Você citou que a educação e as dificuldades do ensino remoto estão no centro das discussões. Há real risco de evasão escolar?
Sem dúvida. Uma outra questão que se tornou muito visível é a disparidade, a desigualdade, não só entre a escola privada e pública. Mas dentro da própria escola pública. O que aconteceu nesse momento de afastamento em que atividades escolares online foram oferecidas às crianças de escolas públicas de regiões com equipamentos mais estruturados, de maior poder aquisitivo, tiveram acesso a essas atividades.
Por conta da pandemia a evasão escolar e o abandono do estudo irão se agravar, trazendo prejuízos para crianças e adolescentes
Mas as crianças que vivem nas áreas periféricas, de famílias em situação de pobreza, tiveram o seu direito à escola, mesmo por meio das atividades online, negado. Foi uma restrição de um direito.
Isso vai trazer, no retorno das aulas, um desafio muito grande.
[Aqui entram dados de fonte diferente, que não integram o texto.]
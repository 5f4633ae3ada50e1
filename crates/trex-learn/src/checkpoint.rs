//! Destinations for periodic parameter snapshots during training

use std::path::{Path, PathBuf};

use async_trait::async_trait;

use trex_core::Result;

use crate::network::RewardNet;

/// Receives the model at checkpoint boundaries
#[async_trait]
pub trait CheckpointSink<M: ?Sized + Sync>: Send + Sync {
    /// Persist the current parameters
    async fn save(&self, model: &M) -> Result<()>;
}

/// Overwrites one parameter file at every checkpoint
#[derive(Debug, Clone)]
pub struct FileCheckpoint {
    path: PathBuf,
}

impl FileCheckpoint {
    /// Checkpoint to `path`
    pub fn new(path: impl Into<PathBuf>) -> Self {
        Self { path: path.into() }
    }

    /// Checkpoint file
    #[must_use]
    pub fn path(&self) -> &Path {
        &self.path
    }
}

#[async_trait]
impl CheckpointSink<RewardNet> for FileCheckpoint {
    async fn save(&self, model: &RewardNet) -> Result<()> {
        // Write beside the target and rename so readers never see a partial file
        let staging = self.path.with_extension("partial");
        model.save(&staging).await?;
        tokio::fs::rename(&staging, &self.path).await?;
        Ok(())
    }
}

/// Discards checkpoints
#[derive(Debug, Clone, Copy, Default)]
pub struct NoCheckpoint;

#[async_trait]
impl<M: ?Sized + Sync> CheckpointSink<M> for NoCheckpoint {
    async fn save(&self, _model: &M) -> Result<()> {
        Ok(())
    }
}
//! Loading configuration files

use std::path::Path;

use serde::de::DeserializeOwned;

use crate::Result;

/// Read a JSON configuration file into `T`.
///
/// Structs deriving `#[serde(default)]` accept partial files.
pub async fn load_json<T: DeserializeOwned>(path: &Path) -> Result<T> {
    let json = tokio::fs::read_to_string(path).await?;
    Ok(serde_json::from_str(&json)?)
}

#[cfg(test)]
mod tests {
    use super::*;
    use crate::context::{Device, ExecutionContext};

    #[tokio::test]
    async fn partial_file_takes_defaults() {
        let dir = tempfile::tempdir().unwrap();
        let path = dir.path().join("ctx.json");
        tokio::fs::write(&path, r#"{ "seed": 42 }"#).await.unwrap();

        let ctx: ExecutionContext = load_json(&path).await.unwrap();
        assert_eq!(ctx.seed, Some(42));
        assert_eq!(ctx.device, Device::Cpu);
    }

    #[tokio::test]
    async fn missing_file_is_io_error() {
        let err = load_json::<ExecutionContext>(Path::new("/nonexistent/ctx.json"))
            .await
            .unwrap_err();
        assert!(matches!(err, crate::TrexError::Io(_)));
    }
}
Não só para colher e mitigar essa disparidade, mas também o que pesquisas têm revelado. Muitos adolescentes já afirmaram que não vão voltar. A evasão escolar e o abandono do estudo irão se agravar, trazendo prejuízos muito grandes para crianças e adolescentes.
Eles estão na idade em que a educação e escolarização são um direito. E é obrigação constitucional do poder público garantir a todos e a todas uma escola pública de qualidade, inclusiva e laica.
Como está a adesão à campanha, como ela tem repercutido e como os leitores podem ajudar na divulgação?
A Campanha tem sido muito intensa nas redes sociais por ser uma campanha virtual e temos retorno por meio de vídeos de muitas entidades parceiras.
Em relação à participação do eleitor e da eleitora, seria um ganho muito grande a divulgação da campanha e conversar com as pessoas próximas no sentido de dizer: "Olha, aqui tem um alerta importante, um chamamento. Vamos aderir a esse chamamento e fazer uma escolha que pode mudar a história desse país".
Falar da infância e protegê-la também é uma forma de pensar no futuro do Brasil, no que queremos construir enquanto sociedade?
Não só o futuro mas é também cuidar do presente. O presente agora exige um cuidado, uma atenção especial, que deve se traduzir no investimento de políticas públicas, em proteção social para crianças e suas famílias. É um momento que tem um impacto muito grande no futuro, na construção de um país mais justo, solidário. Um país que tenha em sua pauta política a criança e o adolescente como prioridades e como um investimento nacional.